[SOURCE RECORDS Boundary: Start]

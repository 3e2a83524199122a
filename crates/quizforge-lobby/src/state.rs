//! Per-room session state and command outcomes.
//!
//! [`LobbyState`] is the authoritative record for one room: roster,
//! turn, board, activity slot, scoreboard, and the reconnection-wait
//! state. It is owned exclusively by the room's relay actor and mutated
//! only on that actor's serialized command stream.
//!
//! Every operation returns an [`Outcome`]: the exact delta events to
//! broadcast plus directives telling the actor what to do with the
//! activity alarm and the reconnection supervisor. The state itself
//! never spawns tasks or touches channels — that separation keeps the
//! whole engine testable without a runtime.

use std::collections::HashMap;
use std::time::Duration;

use quizforge_protocol::{PlayerId, Recipient, RoomEvent, RoomId};
use tokio::time::Instant;

use crate::activity::{ActivitySlot, Generation};
use crate::board::Board;
use crate::turns::{self, Roster};
use crate::{LobbyConfig, LobbyError};

// ---------------------------------------------------------------------------
// Scoreboard
// ---------------------------------------------------------------------------

/// Session and per-player scores, plus the shared incorrect counter.
#[derive(Debug, Clone, Default)]
pub struct Scoreboard {
    pub session_score: u32,
    per_user: HashMap<PlayerId, u32>,
    pub incorrect_answers: u32,
}

impl Scoreboard {
    /// Awards points to a player and the session. Returns the new
    /// `(user_score, session_score)` pair for the `scores` event.
    pub fn award(&mut self, player: PlayerId, points: u32) -> (u32, u32) {
        let user = self.per_user.entry(player).or_insert(0);
        *user += points;
        self.session_score += points;
        (*user, self.session_score)
    }

    pub fn user_score(&self, player: PlayerId) -> u32 {
        self.per_user.get(&player).copied().unwrap_or(0)
    }

    /// Per-player entries in a stable order for `initScores`.
    pub fn entries(&self) -> Vec<(PlayerId, u32)> {
        let mut entries: Vec<_> = self.per_user.iter().map(|(p, s)| (*p, *s)).collect();
        entries.sort_by_key(|(p, _)| *p);
        entries
    }
}

// ---------------------------------------------------------------------------
// Outcome and directives
// ---------------------------------------------------------------------------

/// What the actor should do with the activity alarm after a command.
#[derive(Debug)]
pub enum TimerDirective {
    /// Leave any armed alarm as it is.
    Keep,
    /// Arm (or re-arm) the alarm for the open activity.
    Arm { deadline: Instant, generation: Generation },
    /// Disarm — the activity closed.
    Cancel,
}

/// What the actor should do with the reconnection supervisor.
#[derive(Debug)]
pub enum SupervisorDirective {
    Keep,
    /// Start the bounded wait for a dropped active player.
    Arm {
        player: PlayerId,
        wait: Duration,
        generation: Generation,
    },
    /// The wait is over (player returned or was resolved).
    Cancel,
}

/// The full result of applying one command: delta events in emission
/// order, plus alarm/supervisor directives.
#[derive(Debug)]
pub struct Outcome {
    pub events: Vec<(Recipient, RoomEvent)>,
    pub timer: TimerDirective,
    pub supervisor: SupervisorDirective,
}

impl Outcome {
    pub fn new() -> Self {
        Self {
            events: Vec::new(),
            timer: TimerDirective::Keep,
            supervisor: SupervisorDirective::Keep,
        }
    }

    /// Queues an event for every connected member.
    pub fn broadcast(&mut self, event: RoomEvent) {
        self.events.push((Recipient::All, event));
    }

    /// Queues an event for a single member.
    pub fn to(&mut self, player: PlayerId, event: RoomEvent) {
        self.events.push((Recipient::Player(player), event));
    }
}

impl Default for Outcome {
    fn default() -> Self {
        Self::new()
    }
}

// ---------------------------------------------------------------------------
// LobbyState
// ---------------------------------------------------------------------------

/// The authoritative state of one lobby room.
#[derive(Debug)]
pub struct LobbyState {
    pub room_id: RoomId,
    pub config: LobbyConfig,
    pub roster: Roster,
    pub active_player: Option<PlayerId>,
    pub board: Board,
    pub slot: ActivitySlot,
    pub scores: Scoreboard,
    /// The player the Reconnection Supervisor is currently waiting on,
    /// if any. An explicit state instead of a boolean flag: the pending
    /// wait, its cancellation, and its expiry all key off this field.
    pub reconnect_pending: Option<PlayerId>,
}

impl LobbyState {
    pub fn new(room_id: RoomId, config: LobbyConfig, board: Board) -> Self {
        Self {
            room_id,
            config,
            roster: Roster::new(),
            active_player: None,
            board,
            slot: ActivitySlot::new(),
            scores: Scoreboard::default(),
            reconnect_pending: None,
        }
    }

    /// The `users` event for the current roster and turn.
    pub fn users_event(&self) -> RoomEvent {
        RoomEvent::Users {
            players: self.roster.infos(),
            active_player_id: self.active_player,
        }
    }

    /// The `initScores` event for a joining or rejoining socket.
    pub fn init_scores_event(&self) -> RoomEvent {
        RoomEvent::InitScores {
            session_score: self.scores.session_score,
            user_scores: self.scores.entries(),
            incorrect_answers: self.scores.incorrect_answers,
        }
    }

    /// Advances the turn after an activity resolution and broadcasts
    /// the new roster/turn snapshot.
    pub(crate) fn pass_turn(&mut self, out: &mut Outcome) {
        self.active_player = turns::next_turn(&self.roster, self.active_player);
        out.broadcast(self.users_event());
    }

    // -----------------------------------------------------------------
    // Membership
    // -----------------------------------------------------------------

    /// Adds a player to the room, or resumes them if they are already
    /// on the roster but disconnected.
    pub fn join(
        &mut self,
        player: PlayerId,
        display_name: &str,
    ) -> Result<Outcome, LobbyError> {
        if self.roster.contains(player) {
            if self.roster.is_connected(player) {
                return Err(LobbyError::AlreadyInRoom(player, self.room_id));
            }
            // A re-join from a fresh socket is a resume.
            return Ok(self.resume_connection(player));
        }

        if self.roster.len() >= self.config.max_players {
            return Err(LobbyError::RoomFull(self.room_id));
        }

        self.roster.add(player, display_name);
        if self.active_player.is_none() {
            self.active_player = turns::reevaluate(&self.roster, None);
        }

        let mut out = Outcome::new();
        out.broadcast(self.users_event());
        out.to(player, self.init_scores_event());
        self.restore_to(player, &mut out);

        tracing::info!(
            room_id = %self.room_id,
            %player,
            players = self.roster.len(),
            "player joined"
        );
        Ok(out)
    }

    /// Removes a player — the only operation that shrinks the roster.
    ///
    /// If the leaver held the turn with an open activity, the activity
    /// resolves exactly as a timeout would before the turn moves on.
    pub fn leave(&mut self, player: PlayerId) -> Result<Outcome, LobbyError> {
        if !self.roster.contains(player) {
            return Err(LobbyError::NotInRoom(player));
        }

        let mut out = Outcome::new();

        if self.reconnect_pending == Some(player) {
            self.reconnect_pending = None;
            out.supervisor = SupervisorDirective::Cancel;
        }

        let was_active = self.active_player == Some(player);
        if was_active && self.slot.is_open() {
            self.close_activity_as_timeout(&mut out);
        }

        // Pick the successor while the leaver still occupies their
        // join-order slot, then drop the slot.
        if was_active {
            let next = turns::next_turn(&self.roster, Some(player));
            self.active_player = if next == Some(player) { None } else { next };
        }
        self.roster.remove(player);
        if self.active_player.is_none() {
            self.active_player = turns::reevaluate(&self.roster, None);
        }

        out.broadcast(self.users_event());
        tracing::info!(
            room_id = %self.room_id,
            %player,
            players = self.roster.len(),
            "player left"
        );
        Ok(out)
    }

    /// A socket dropped without an explicit leave.
    ///
    /// The active player mid-activity gets a supervisor wait; everyone
    /// else just flips to disconnected and the turn is re-evaluated.
    pub fn drop_connection(&mut self, player: PlayerId) -> Outcome {
        let mut out = Outcome::new();
        if !self.roster.set_connected(player, false) {
            return out;
        }

        tracing::info!(room_id = %self.room_id, %player, "player disconnected");

        if self.active_player == Some(player) && self.slot.is_open() {
            // Bounded wait, never longer than the activity's own clock.
            let remaining = self
                .slot
                .countdown()
                .map(|c| c.remaining())
                .unwrap_or(Duration::ZERO);
            let wait = self.config.reconnect_wait.min(remaining);

            self.reconnect_pending = Some(player);
            out.supervisor = SupervisorDirective::Arm {
                player,
                wait,
                generation: self.slot.generation(),
            };

            let name = self
                .roster
                .display_name(player)
                .unwrap_or_default()
                .to_string();
            out.broadcast(RoomEvent::ReconnectWaiting {
                active_player_name: name,
                time_left: wait.as_millis() as u64,
            });
            out.broadcast(self.users_event());
        } else {
            self.active_player = turns::reevaluate(&self.roster, self.active_player);
            out.broadcast(self.users_event());
        }
        out
    }

    /// A dropped player came back (same session, new socket).
    pub fn resume_connection(&mut self, player: PlayerId) -> Outcome {
        let mut out = Outcome::new();
        if !self.roster.set_connected(player, true) {
            return out;
        }

        tracing::info!(room_id = %self.room_id, %player, "player reconnected");

        if self.reconnect_pending == Some(player) {
            // Supervisor wait cancelled; play resumes exactly where it
            // left off — no turn change, no activity change.
            self.reconnect_pending = None;
            out.supervisor = SupervisorDirective::Cancel;
            let name = self
                .roster
                .display_name(player)
                .unwrap_or_default()
                .to_string();
            out.broadcast(RoomEvent::ReconnectCanceled { active_player_name: name });
        } else {
            self.active_player = turns::reevaluate(&self.roster, self.active_player);
        }

        out.broadcast(self.users_event());
        out.to(player, self.init_scores_event());
        self.restore_to(player, &mut out);
        out
    }

    /// Queues the activity re-sync events for one (re)joining socket:
    /// the contested point and the open question/exam with the exact
    /// authoritative remaining time. Targeted, never broadcast, so the
    /// rest of the room sees no countdown flash.
    pub(crate) fn restore_to(&self, player: PlayerId, out: &mut Outcome) {
        out.to(
            player,
            RoomEvent::ActivePointChanged { active_point_id: self.slot.active_point() },
        );
        if let Some(question) = self.slot.question() {
            out.to(
                player,
                RoomEvent::QuestionRestore {
                    point_id: question.point_id,
                    question: question.question.view(),
                    time_left: question.countdown.remaining_millis(),
                },
            );
        }
        if let Some(exam) = self.slot.exam() {
            out.to(
                player,
                RoomEvent::ExamRestore {
                    exam_id: exam.spec.id,
                    questions: exam.spec.questions.iter().map(|q| q.exam_view()).collect(),
                    index: exam.index,
                    correct_count: exam.correct_count,
                    time_left: exam.countdown.remaining_millis(),
                },
            );
        }
    }
}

[SOURCE RECORDS Boundary: End]

_TASK DETAILS:_
Search the entries for "spec" and show every line that has it.

_SOLUTION TO THIS PROBLEM:_
                    exam_id: exam.spec.id,
                    questions: exam.spec.questions.iter().map(|q| q.exam_view()).collect(),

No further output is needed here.